Alcohol: The Big Question Featured

It is said that those of us that were around at the time can remember where they were when they heard of the assassination of US President John F. Kennedy. For me it’s also true of the death of John Lennon and the invasion of the Falkland Islands. These events, although mostly not linked closely to our own families leave their marks on us and time stamp our brains. Other landmarks are also etched in our memories i.e. birthdays, anniversaries, when we started a particular job or maybe when we passed our driving test, it’s all there, saved in the hard drive of our minds.

So I find it surprising that the starting point of something that could have wrecked a life, destroyed a family or lost a career can be difficult to pin down. Most of us know roughly when various Prime Ministers were in office, can name the presenters of Blue Peter when we were young and recite the names of all the teachers who taught us at school.

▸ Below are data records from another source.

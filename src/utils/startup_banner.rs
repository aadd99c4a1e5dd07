pub fn print_startup_banner() {
    const RESET: &str = "\x1b[0m";
    const BANNER_COLOR: &str = "\x1b[38;5;66m";
    const DIM_GRAY: &str = "\x1b[2;90m";
    const BANNER: &str = r#"
 _                     _               _
| |__   ___ _ __      | |__  _ __ ___ | | _____ _ __
| '_ \ / __| '_ \ ____| '_ \| '__/ _ \| |/ / _ \ '__|
| |_) | (__| |_) |____| |_) | | | (_) |   <  __/ |
|_.__/ \___| .__/     |_.__/|_|  \___/|_|\_\___|_|
           |_|                                        "#;
    const APP_DESCRIPTION: &str =
        "Service request broker routing clients to heartbeated worker pools.";
    const LIABILITY_NOTICE: &str =
        "MIT License disclaimer: software is provided \"AS IS\", without warranty or liability.";

    println!("{BANNER_COLOR}");
    println!("{BANNER}{RESET}");
    println!("{}", version_line());
    println!("{APP_DESCRIPTION}");
    println!("{DIM_GRAY}{LIABILITY_NOTICE}{RESET}");
    println!();
    println!("================================================================");
    println!();
}

pub fn version_line() -> String {
    format!(
        "{} v{} | build {} | rev {}",
        env!("CARGO_PKG_NAME"),
        env!("CARGO_PKG_VERSION"),
        env!("BCP_BUILD_DATE_UTC"),
        env!("BCP_GIT_REVISION")
    )
}

#[cfg(test)]
mod tests {
    use super::version_line;

    #[test]
    fn version_line_names_package() {
        let line = version_line();
        assert!(line.starts_with("bcp-broker v"));
        assert!(line.contains("| build "));
    }
}
use std::fmt;
use std::io::{self, Write};
use std::sync::Arc;

use chrono::{SecondsFormat, Utc};
use serde_json::Value;

pub const ALLOWED_LEVELS: &str = "error, warn, info, debug, verbose";

#[derive(Clone, Copy, Debug, Eq, Ord, PartialEq, PartialOrd)]
pub enum LogLevel {
    Error = 1,
    Warn = 2,
    Info = 3,
    Debug = 4,
    Verbose = 5,
}

impl LogLevel {
    pub fn from_config_value(value: &str) -> Option<Self> {
        match value.trim().to_ascii_lowercase().as_str() {
            "error" => Some(Self::Error),
            "warn" | "warning" => Some(Self::Warn),
            "info" => Some(Self::Info),
            "debug" => Some(Self::Debug),
            "verbose" | "trace" => Some(Self::Verbose),
            _ => None,
        }
    }

    fn label(self, colored: bool) -> &'static str {
        match (self, colored) {
            (Self::Error, false) => "ERROR",
            (Self::Warn, false) => "WARN",
            (Self::Info, false) => "INFO",
            (Self::Debug, false) => "DEBUG",
            (Self::Verbose, false) => "VERBOSE",
            (Self::Error, true) => "\x1b[31mERROR\x1b[0m",
            (Self::Warn, true) => "\x1b[33mWARN\x1b[0m",
            (Self::Info, true) => "\x1b[32mINFO\x1b[0m",
            (Self::Debug, true) => "\x1b[36mDEBUG\x1b[0m",
            (Self::Verbose, true) => "\x1b[35mVERBOSE\x1b[0m",
        }
    }
}

#[derive(Clone, Debug)]
pub struct LoggerConfig {
    pub min_level: LogLevel,
    pub human_friendly: bool,
}

impl Default for LoggerConfig {
    fn default() -> Self {
        Self {
            min_level: LogLevel::Info,
            human_friendly: false,
        }
    }
}

pub trait LogSink: Send + Sync {
    fn write_line(&self, line: &str);
}

#[derive(Default)]
pub struct StdoutSink;

impl LogSink for StdoutSink {
    fn write_line(&self, line: &str) {
        let mut stdout = io::stdout().lock();
        let _ = writeln!(stdout, "{line}");
    }
}

/// Line-oriented structured logger shared by every broker component.
///
/// Lines look like `2026-01-01T00:00:00.000Z [INFO] [broker::worker] message payload={...}`.
pub struct Logger {
    config: LoggerConfig,
    sink: Arc<dyn LogSink>,
}

impl Logger {
    pub fn new(config: LoggerConfig) -> Self {
        Self::with_sink(config, Arc::new(StdoutSink))
    }

    pub fn with_sink(config: LoggerConfig, sink: Arc<dyn LogSink>) -> Self {
        Self { config, sink }
    }

    pub fn error(&self, context: Option<&str>, message: &str) {
        self.log(LogLevel::Error, context, message, None);
    }

    pub fn warn(&self, context: Option<&str>, message: &str) {
        self.log(LogLevel::Warn, context, message, None);
    }

    pub fn info(&self, context: Option<&str>, message: &str) {
        self.log(LogLevel::Info, context, message, None);
    }

    pub fn debug(&self, context: Option<&str>, message: &str) {
        self.log(LogLevel::Debug, context, message, None);
    }

    pub fn log(
        &self,
        level: LogLevel,
        context: Option<&str>,
        message: &str,
        payload: Option<Value>,
    ) {
        if !self.enabled(level) {
            return;
        }

        let line = self.format_line(level, context, message, payload.as_ref());
        self.sink.write_line(&line);
    }

    // Multi-line blocks (message dumps) are emitted as a header line plus indented body lines.
    pub fn block(&self, level: LogLevel, context: Option<&str>, title: &str, body: &str) {
        if !self.enabled(level) {
            return;
        }

        self.sink
            .write_line(&self.format_line(level, context, title, None));
        for line in body.lines() {
            self.sink.write_line(&format!("    {line}"));
        }
    }

    pub fn enabled(&self, level: LogLevel) -> bool {
        level <= self.config.min_level
    }

    fn format_line(
        &self,
        level: LogLevel,
        context: Option<&str>,
        message: &str,
        payload: Option<&Value>,
    ) -> String {
        let timestamp = Utc::now().to_rfc3339_opts(SecondsFormat::Millis, true);
        let rendered_level = level.label(self.config.human_friendly);

        let context_part = match context {
            Some(ctx) if !ctx.is_empty() => format!(" [{ctx}]"),
            _ => String::new(),
        };

        let payload_part = match payload {
            Some(value) => format!(" payload={value}"),
            None => String::new(),
        };

        format!("{timestamp} [{rendered_level}]{context_part} {message}{payload_part}")
    }
}

impl fmt::Debug for Logger {
    fn fmt(&self, f: &mut fmt::Formatter<'_>) -> fmt::Result {
        f.debug_struct("Logger")
            .field("config", &self.config)
            .field("sink", &"<dyn LogSink>")
            .finish()
    }
}

#[cfg(test)]
pub mod testing {
    use std::sync::{Arc, Mutex};

    use super::{LogLevel, LogSink, Logger, LoggerConfig};

    #[derive(Default)]
    pub struct MemorySink {
        lines: Mutex<Vec<String>>,
    }

    impl MemorySink {
        pub fn lines(&self) -> Vec<String> {
            self.lines
                .lock()
                .expect("memory sink mutex poisoned")
                .clone()
        }

        pub fn contains(&self, needle: &str) -> bool {
            self.lines().iter().any(|line| line.contains(needle))
        }
    }

    impl LogSink for MemorySink {
        fn write_line(&self, line: &str) {
            self.lines
                .lock()
                .expect("memory sink mutex poisoned")
                .push(line.to_owned());
        }
    }

    pub fn memory_logger(min_level: LogLevel) -> (Arc<Logger>, Arc<MemorySink>) {
        let sink = Arc::new(MemorySink::default());
        let logger = Logger::with_sink(
            LoggerConfig {
                min_level,
                human_friendly: false,
            },
            sink.clone(),
        );
        (Arc::new(logger), sink)
    }
}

We can remember all our pets by name, the smell of the leather seats in our Father’s car and the swish swish of the wipers on a rainy day. All this is easy stuff, but ask someone whose drinking is out of control when it all started to go wrong and you will be hard pressed to get a definite answer.

This is of course because there is no definite answer. We could ask - When did drinking socially become hell on earth and threaten the very sanity of the person involved and their loved ones? Or we could say - When did having a pint after work become drink after drink until midnight or the early hours? Then we could ask - when did you first wake the morning after, hung-over and depressed, feeling full of guilt and regret, wondering how the hell you can even stand in the shower, get to work or drive safely and worrying if anyone will notice the smell of stale alcohol apparently seeping from every tired pore of our skin. We can ask but I think It’s impossible to narrow it down other than to maybe to the nearest decade.

That’s because alcohol dependency creeps up on you slowly, often when you are not looking or when you are bound up in other things, other things that we call life and we all know what life can throw at us. That’s the cleverness of alcohol, it’s also a poison for all seasons and all events, celebration or commiseration, births, weddings, illness or funerals, alcohol can appear to be the answer, a release from pain and unhappiness that in reality only makes things worse.

In counselling I believe it’s useful to think about when the client’s drinking first became a problem. And by `problem` I mean interfering with normal life or threatening the person’s health. It’s not about sleeping on a park bench or living in shop doorways. What was going on at that time for the client and is it still going on or has it been resolved. Heavy drinking is often all about blotting something out and for a few hours at least, being able to forget something and have a rest from it.

The reality of course is that when one wakes in the morning the problem is usually still there but the person is even less able to cope with it because they are feeling ill, unhappy and hung-over. So alcohol can be seen as the paper which we put over the cracks however what needs to be addressed in counselling are the actual cracks themselves.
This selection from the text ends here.